CAN WE FEED OUR CHILDREN WITHOUT FEEDING THEIR ADHD?

feeding our kids

What effects do lifestyle choices such as diet and nutrition habits have on ADHD? On one end of the continuum you have advocated for strict elimination diets that remove all food additives such as artificial food coloring and preservatives, while on the other side of the issue, people believe that diet and nutrition do not contribute to or change symptoms of ADHD at all. Certainly, it is clear that a healthy, nutrient-rich diet, low in saturated fats and processed sugars is overall good for your health. But does what we eat affect behaviors and learning outcomes? In other words, how to we determine the age old problem of nature vs. nurture? How much of behavior, and in this case behavior that is associated with ADHD, is inherent in our biology and how much can we alter through the manipulation of external factors such as diet and nutrition? In this article, we will examine the breadth of available research that is out there on specific dietary factors as they relate to symptoms associated with ADHD.

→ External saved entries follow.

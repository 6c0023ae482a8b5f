use serde::Deserialize;

use crate::models::RecipeCard;

/// Category ranking response from the Rakuten recipe API.
#[derive(Debug, Deserialize)]
pub struct RankingResponse {
    #[serde(default)]
    pub result: Vec<RankingItem>,
}

#[derive(Debug, Default, Deserialize)]
#[serde(rename_all = "camelCase")]
pub struct RankingItem {
    pub recipe_title: Option<String>,
    pub recipe_url: Option<String>,
    pub food_image_url: Option<String>,
    pub medium_image_url: Option<String>,
    pub small_image_url: Option<String>,
    pub recipe_indication: Option<String>,
    pub recipe_cost: Option<String>,
    pub recipe_description: Option<String>,
}

fn non_empty(s: Option<String>) -> Option<String> {
    s.filter(|v| !v.trim().is_empty())
}

/// Map a ranking item to a display card. Items without a title or link are
/// dropped; the image is the first of the three image fields that is set.
#[must_use]
pub fn item_to_card(item: RankingItem) -> Option<RecipeCard> {
    let title = non_empty(item.recipe_title)?;
    let url = non_empty(item.recipe_url)?;
    let image = non_empty(item.food_image_url)
        .or_else(|| non_empty(item.medium_image_url))
        .or_else(|| non_empty(item.small_image_url));

    Some(RecipeCard {
        title,
        url,
        image,
        indication: item.recipe_indication.unwrap_or_default(),
        cost: item.recipe_cost.unwrap_or_default(),
        description: item.recipe_description.unwrap_or_default(),
    })
}

#[must_use]
pub fn ranking_to_cards(resp: RankingResponse) -> Vec<RecipeCard> {
    resp.result.into_iter().filter_map(item_to_card).collect()
}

Overall, there has been a relative scarcity of conclusive studies examining dietary factors in children with ADHD. Further complicating the issue is that of the studies that have been done, many of them use very small sample sizes that make interpretation of the data and extrapolation of the general population difficult. Many other studies fail to fully control for other factors that may be contributing to ADHD symptoms. That is not to say that all studies fall into this category: there are a few recent studies that are now beginning to shed light on the influences of diet on behavior in both healthy (control) groups and ADHD groups.

Diet and food additives

Today, the diet of many people around the world is rich in food additives including preservatives and artificial colors and flavorings. Since the mid-1800s when the first synthetic dyes were discovered, artificial food colorings have been used and food additives and are now widely added to foods. Take most any product out of your pantry or fridge and you will likely find names like “FD&C red No. 3” or “blue 1 lake” on the list of ingredients. Also common as additives are preservatives, that is, chemicals added to keep food from spoiling for longer periods of time. Common preservatives used today are benzoates (commonly found in acidic foods like pickles and mustard), and nitrites (used to preserve meat products such as bacon and ham). Use of these and other additives is regulated with respect to which chemicals are allowed and how much can be added to foods, by agencies such as the USDA (United States Department of Agriculture) and FDA (Food and Drug Administration).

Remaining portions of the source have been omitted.